*EXERCISE OBJECTIVE*
This exercise requires every record to be repeated exactly.

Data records
-=-=-=-=-

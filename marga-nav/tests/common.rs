//! Test utilities for end-to-end planning scenarios.

#![allow(dead_code)]

use marga_map::{Grid, GridCoord, Metadata};
use marga_nav::{Agent, Controller, PlannerAlgorithm};

/// Build a grid with the given obstacles set to `1.0`.
pub fn grid_with_obstacles(width: usize, height: usize, obstacles: &[(i32, i32)]) -> Grid {
    let mut cells = vec![0.0; width * height];
    for &(x, y) in obstacles {
        cells[y as usize * width + x as usize] = 1.0;
    }
    Grid::new(
        Metadata {
            width,
            height,
            resolution: 1.0,
        },
        cells,
    )
    .unwrap()
}

/// Agent with a 1-cell-diameter body so the costmap inflates by the 1-cell
/// minimum, and the given speed and observation range.
pub fn small_agent(speed_cells_per_sec: f32, observation_range_cells: f32) -> Agent {
    let mut agent = Agent::new(speed_cells_per_sec);
    agent.configure_physical_size(1.0, 1.0);
    agent.set_observation_range_meters(observation_range_cells);
    agent
}

/// Controller over an empty grid with start and goal markers placed.
pub fn controller_with_endpoints(
    grid: Grid,
    algorithm: PlannerAlgorithm,
    start: (i32, i32),
    goal: (i32, i32),
) -> Controller {
    let mut controller = Controller::new(grid, algorithm, small_agent(1.0, 2.0)).unwrap();
    assert!(controller
        .set_start_marker(GridCoord::new(start.0, start.1))
        .unwrap());
    assert!(controller
        .set_goal_marker(GridCoord::new(goal.0, goal.1))
        .unwrap());
    controller
}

-=-=-=-=-

*SOLUTION*
filename marga-nav/tests/common.rs
//! Test utilities for end-to-end planning scenarios.

#![allow(dead_code)]

use marga_map::{Grid, GridCoord, Metadata};
use marga_nav::{Agent, Controller, PlannerAlgorithm};

/// Build a grid with the given obstacles set to `1.0`.
pub fn grid_with_obstacles(width: usize, height: usize, obstacles: &[(i32, i32)]) -> Grid {
    let mut cells = vec![0.0; width * height];
    for &(x, y) in obstacles {
        cells[y as usize * width + x as usize] = 1.0;
    }
    Grid::new(
        Metadata {
            width,
            height,
            resolution: 1.0,
        },
        cells,
    )
    .unwrap()
}

/// Agent with a 1-cell-diameter body so the costmap inflates by the 1-cell
/// minimum, and the given speed and observation range.
pub fn small_agent(speed_cells_per_sec: f32, observation_range_cells: f32) -> Agent {
    let mut agent = Agent::new(speed_cells_per_sec);
    agent.configure_physical_size(1.0, 1.0);
    agent.set_observation_range_meters(observation_range_cells);
    agent
}

/// Controller over an empty grid with start and goal markers placed.
pub fn controller_with_endpoints(
    grid: Grid,
    algorithm: PlannerAlgorithm,
    start: (i32, i32),
    goal: (i32, i32),
) -> Controller {
    let mut controller = Controller::new(grid, algorithm, small_agent(1.0, 2.0)).unwrap();
    assert!(controller
        .set_start_marker(GridCoord::new(start.0, start.1))
        .unwrap());
    assert!(controller
        .set_goal_marker(GridCoord::new(goal.0, goal.1))
        .unwrap());
    controller
}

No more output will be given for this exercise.